**EXERCISE**: How many lines in the records below contain the word "value"? Answer with the number only.

Collected data entries:

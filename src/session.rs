//! Immutable pairing of a cleaned table with its validated column roles.
//!
//! A [`Session`] is what a front end hands to the aggregation functions: it
//! checks that every stage or category column is categorical and every value
//! column numeric before any grouping happens.

use log::{debug, info};

use crate::{
    aggregate::{AggregateMode, AggregateRow, aggregate_by_category},
    clean::{CleanReport, clean_with_report},
    error::{FlowError, RoleError},
    flow::{FlowGraph, FlowSpec, build_flow},
    frame::Table,
    roles::{ColumnRole, ColumnRoles},
};

#[derive(Debug, Clone)]
pub struct Session {
    table: Table,
    roles: ColumnRoles,
    report: CleanReport,
}

impl Session {
    /// Validates `roles` against the headers of `raw` and cleans it.
    pub fn new(raw: &Table, roles: ColumnRoles) -> Result<Self, RoleError> {
        roles.validate(raw.headers())?;
        let (table, report) = clean_with_report(raw, &roles);
        if !report.is_empty() {
            info!(
                "{} numeric cell(s) could not be parsed and were treated as missing",
                report.total()
            );
        }
        Ok(Self {
            table,
            roles,
            report,
        })
    }

    pub fn table(&self) -> &Table {
        &self.table
    }

    pub fn roles(&self) -> &ColumnRoles {
        &self.roles
    }

    pub fn report(&self) -> &CleanReport {
        &self.report
    }

    /// Columns carrying `role`, in table order.
    pub fn columns_with(&self, role: ColumnRole) -> Vec<&str> {
        self.table
            .headers()
            .iter()
            .filter(|name| self.roles.role(name) == role)
            .map(String::as_str)
            .collect()
    }

    pub fn flow_spec<S: AsRef<str>>(&self, stages: &[S], value: &str) -> Result<FlowSpec, FlowError> {
        let spec = FlowSpec::new(
            stages.iter().map(|s| s.as_ref().to_string()).collect(),
            value,
        )?;
        for stage in spec.stages() {
            self.require_role(stage, ColumnRole::Categorical)?;
        }
        self.require_role(spec.value(), ColumnRole::Numeric)?;
        Ok(spec)
    }

    pub fn sankey<S: AsRef<str>>(&self, stages: &[S], value: &str) -> Result<FlowGraph, FlowError> {
        let spec = self.flow_spec(stages, value)?;
        debug!("Building flow {:?} -> '{}'", spec.stages(), spec.value());
        build_flow(&self.table, &spec)
    }

    pub fn bar(
        &self,
        category: &str,
        value: &str,
        mode: AggregateMode,
    ) -> Result<Vec<AggregateRow>, FlowError> {
        self.require_role(category, ColumnRole::Categorical)?;
        self.require_role(value, ColumnRole::Numeric)?;
        aggregate_by_category(&self.table, category, value, mode)
    }

    fn require_role(&self, column: &str, expected: ColumnRole) -> Result<(), FlowError> {
        if self.table.column_index(column).is_none() {
            return Err(FlowError::UnknownColumn(column.to_string()));
        }
        let actual = self.roles.role(column);
        if actual != expected {
            return Err(FlowError::RoleMismatch {
                column: column.to_string(),
                expected,
                actual,
            });
        }
        Ok(())
    }
}
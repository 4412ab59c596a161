fn main() {
    if let Err(err) = sankey_flow::run() {
        eprintln!("error: {err:#}");
        std::process::exit(1);
    }
}
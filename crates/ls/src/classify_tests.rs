use super::*;

struct FixedOracle(i32);

impl Oracle for FixedOracle {
    fn check_attr(&self, _path: &Path) -> i32 {
        self.0
    }
}

#[test]
fn from_code_maps_the_three_known_codes() {
    let cases = [
        (0, StorageState::Resident),
        (1, StorageState::Premigrated),
        (2, StorageState::Migrated),
    ];
    for (code, expected) in cases {
        assert_eq!(StorageState::from_code(code), expected, "code {code}");
    }
}

#[test]
fn from_code_treats_anything_else_as_unknown() {
    for code in [-1, 3, 42, i32::MAX, i32::MIN] {
        assert_eq!(StorageState::from_code(code), StorageState::Unknown, "code {code}");
    }
}

#[test]
fn default_state_is_unknown() {
    assert_eq!(StorageState::default(), StorageState::Unknown);
}

#[test]
fn labels_follow_the_configured_strings() {
    assert_eq!(StorageState::Resident.label(), Some("Resident"));
    assert_eq!(StorageState::Premigrated.label(), Some("Premigrated"));
    assert_eq!(StorageState::Migrated.label(), Some("Migrated"));
    assert_eq!(StorageState::Unknown.label(), None);
}

#[test]
fn colors_follow_the_state() {
    assert_eq!(StorageState::Resident.color(), Color::Green);
    assert_eq!(StorageState::Premigrated.color(), Color::Yellow);
    assert_eq!(StorageState::Migrated.color(), Color::Red);
    assert_eq!(StorageState::Unknown.color(), Color::None);
}

#[test]
fn classify_folds_the_oracle_answer() {
    let path = Path::new("/gpfs/themis/data.bin");
    assert_eq!(classify(&FixedOracle(0), path), StorageState::Resident);
    assert_eq!(classify(&FixedOracle(2), path), StorageState::Migrated);
    // An out-of-contract oracle degrades to Unknown, never a crash.
    assert_eq!(classify(&FixedOracle(77), path), StorageState::Unknown);
}

#[test]
fn command_oracle_spawn_failure_degrades_to_unknown() {
    let oracle = CommandOracle {
        program: PathBuf::from("/nonexistent/attr_check-test-binary"),
    };
    let code = oracle.check_attr(Path::new("/tmp/whatever"));
    assert_eq!(StorageState::from_code(code), StorageState::Unknown);
}
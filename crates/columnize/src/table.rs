use std::io::{self, Write};

use crate::color::{Color, colorize};

/// One table cell: display text plus the color it should be wrapped in
/// at flush time. Colorizing happens after padding so escape bytes never
/// count toward column widths.
#[derive(Debug, Clone)]
pub struct Cell {
    pub text: String,
    pub color: Color,
}

impl Cell {
    pub fn plain(text: impl Into<String>) -> Self {
        Cell {
            text: text.into(),
            color: Color::None,
        }
    }

    pub fn colored(text: impl Into<String>, color: Color) -> Self {
        Cell {
            text: text.into(),
            color,
        }
    }
}

#[derive(Debug, Clone, Copy, PartialEq, Eq)]
pub enum Alignment {
    Left,
    /// Right-pad numeric-ish columns and drop columns that are empty in
    /// every row. Used for long listings.
    Right,
}

/// Buffered column-aligned writer. Rows accumulate until `flush`, which
/// computes one width per column over the whole buffer and emits aligned
/// lines. One instance per directory group; construct, fill, flush, drop.
pub struct Columnizer<W: Write> {
    out: W,
    align: Alignment,
    gutter: usize,
    rows: Vec<Vec<Cell>>,
}

impl<W: Write> Columnizer<W> {
    /// Standard left-aligned table with a two-space gutter.
    pub fn new(out: W) -> Self {
        Columnizer {
            out,
            align: Alignment::Left,
            gutter: 2,
            rows: Vec::new(),
        }
    }

    /// Right-aligned compact table: single-space gutter, all-empty
    /// columns discarded.
    pub fn align_right(out: W) -> Self {
        Columnizer {
            out,
            align: Alignment::Right,
            gutter: 1,
            rows: Vec::new(),
        }
    }

    pub fn emit_row(&mut self, cells: Vec<Cell>) {
        self.rows.push(cells);
    }

    /// Emit `texts` as one row with the cell at `highlight` colorized and
    /// the rest plain.
    pub fn emit_highlighted(&mut self, texts: Vec<String>, highlight: usize, color: Color) {
        let cells = texts
            .into_iter()
            .enumerate()
            .map(|(i, text)| {
                if i == highlight {
                    Cell::colored(text, color)
                } else {
                    Cell::plain(text)
                }
            })
            .collect();
        self.emit_row(cells);
    }

    /// Write out every buffered row, aligned, and clear the buffer.
    pub fn flush(&mut self) -> io::Result<()> {
        let columns = self.rows.iter().map(Vec::len).max().unwrap_or(0);
        if columns == 0 {
            return Ok(());
        }

        let mut widths = vec![0usize; columns];
        for row in &self.rows {
            for (i, cell) in row.iter().enumerate() {
                widths[i] = widths[i].max(cell.text.chars().count());
            }
        }

        let keep: Vec<bool> = match self.align {
            Alignment::Left => vec![true; columns],
            Alignment::Right => widths.iter().map(|&w| w > 0).collect(),
        };

        for row in self.rows.drain(..) {
            let mut line = String::new();
            let last = row
                .iter()
                .enumerate()
                .rev()
                .find(|(i, _)| keep[*i])
                .map(|(i, _)| i);
            for (i, cell) in row.into_iter().enumerate() {
                if !keep[i] {
                    continue;
                }
                let width = widths[i];
                let len = cell.text.chars().count();
                // The trailing cell of each line is never padded.
                if Some(i) == last {
                    line.push_str(&colorize(cell.color, &cell.text));
                    break;
                }
                match self.align {
                    Alignment::Left => {
                        line.push_str(&colorize(cell.color, &cell.text));
                        line.extend(std::iter::repeat_n(' ', width - len));
                    }
                    Alignment::Right => {
                        line.extend(std::iter::repeat_n(' ', width - len));
                        line.push_str(&colorize(cell.color, &cell.text));
                    }
                }
                line.extend(std::iter::repeat_n(' ', self.gutter));
            }
            writeln!(self.out, "{line}")?;
        }

        self.out.flush()
    }
}

#[cfg(test)]
#[path = "table_tests.rs"]
mod tests;
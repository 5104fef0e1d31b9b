use std::fs::File;
use std::io::Write;
use std::path::{Path, PathBuf};

use anyhow::{Context, Result};
use log::debug;
use pprof::protos::Message;

/// CPU profiler covering the span of one listing run. Started before
/// any statting happens and finished after printing; the profile is
/// written in pprof protobuf form to the configured path.
pub struct Profiler {
    guard: pprof::ProfilerGuard<'static>,
    path: PathBuf,
}

impl Profiler {
    pub fn start(path: &Path) -> Result<Self> {
        debug!("profiling CPU usage to {}", path.display());
        let guard = pprof::ProfilerGuard::new(100).context("cannot start CPU profiler")?;
        Ok(Profiler {
            guard,
            path: path.to_path_buf(),
        })
    }

    pub fn finish(self) -> Result<()> {
        let report = self
            .guard
            .report()
            .build()
            .context("cannot build CPU profile")?;
        let profile = report.pprof().context("cannot encode CPU profile")?;
        let mut body = Vec::new();
        profile
            .write_to_vec(&mut body)
            .context("cannot encode CPU profile")?;

        let mut file = File::create(&self.path)
            .with_context(|| format!("cannot create {}", self.path.display()))?;
        file.write_all(&body)
            .with_context(|| format!("cannot write {}", self.path.display()))?;
        debug!("CPU profile written to {}", self.path.display());
        Ok(())
    }
}

#[cfg(test)]
#[path = "profile_tests.rs"]
mod tests;
use super::*;

#[test]
fn colorize_wraps_text_in_escape_codes() {
    assert_eq!(colorize(Color::Green, "data.bin"), "\x1b[32mdata.bin\x1b[0m");
    assert_eq!(colorize(Color::Blue, "src"), "\x1b[34msrc\x1b[0m");
}

#[test]
fn colorize_none_is_passthrough() {
    assert_eq!(colorize(Color::None, "plain.txt"), "plain.txt");
}

#[test]
fn every_color_except_none_has_a_code() {
    let colors = [
        Color::Reset,
        Color::Green,
        Color::Yellow,
        Color::Red,
        Color::Blue,
        Color::LightBlue,
        Color::White,
        Color::BlinkingRedBackground,
    ];
    for c in colors {
        assert!(c.code().starts_with('\x1b'), "{c:?} should be an escape");
    }
    assert!(Color::None.code().is_empty());
}
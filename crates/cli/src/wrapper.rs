use std::process::{Command, ExitCode};

use log::debug;

/// Bypass the wrapper entirely: run the platform ls with the original
/// arguments minus the toggle itself, and forward its exit code
/// verbatim.
pub fn run_native_ls() -> ExitCode {
    let args: Vec<String> = std::env::args()
        .skip(1)
        .filter(|arg| arg != "--disable-wrapper")
        .collect();
    debug!("delegating to ls {args:?}");

    match Command::new("ls").args(&args).status() {
        Ok(status) => {
            let code = status.code().unwrap_or(1);
            ExitCode::from(u8::try_from(code).unwrap_or(1))
        }
        Err(err) => {
            eprintln!("Aborting: cannot run ls: {err}");
            ExitCode::FAILURE
        }
    }
}
use std::path::PathBuf;

use crate::classify::StorageState;

/// One directory entry, fully resolved and render-ready.
#[derive(Debug, Clone)]
pub struct FileRecord {
    /// Absolute path the record was statted at. Kept for symlink target
    /// resolution at presentation time.
    pub path: PathBuf,
    /// Display name: the leaf component, or the synthesized `.` / `..`.
    pub name: String,
    pub is_dir: bool,
    pub is_symlink: bool,
    /// 10-character ls-style permission column, e.g. `-rw-r--r--`.
    pub mode: String,
    pub owner: String,
    pub group: String,
    pub size: u64,
    /// Modification time, pre-formatted with `MTIME_FORMAT`.
    pub mtime: String,
    /// Tape-migration state. Stays `Unknown` for directories, symlinks
    /// and anything outside the configured storage roots.
    pub state: StorageState,
    /// True when the file is too large for the archive layer to ever
    /// migrate. Takes rendering priority over `state`.
    pub oversize: bool,
}

impl FileRecord {
    pub fn is_hidden(&self) -> bool {
        self.name.starts_with('.')
    }
}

**TASK OUTPUT**: 10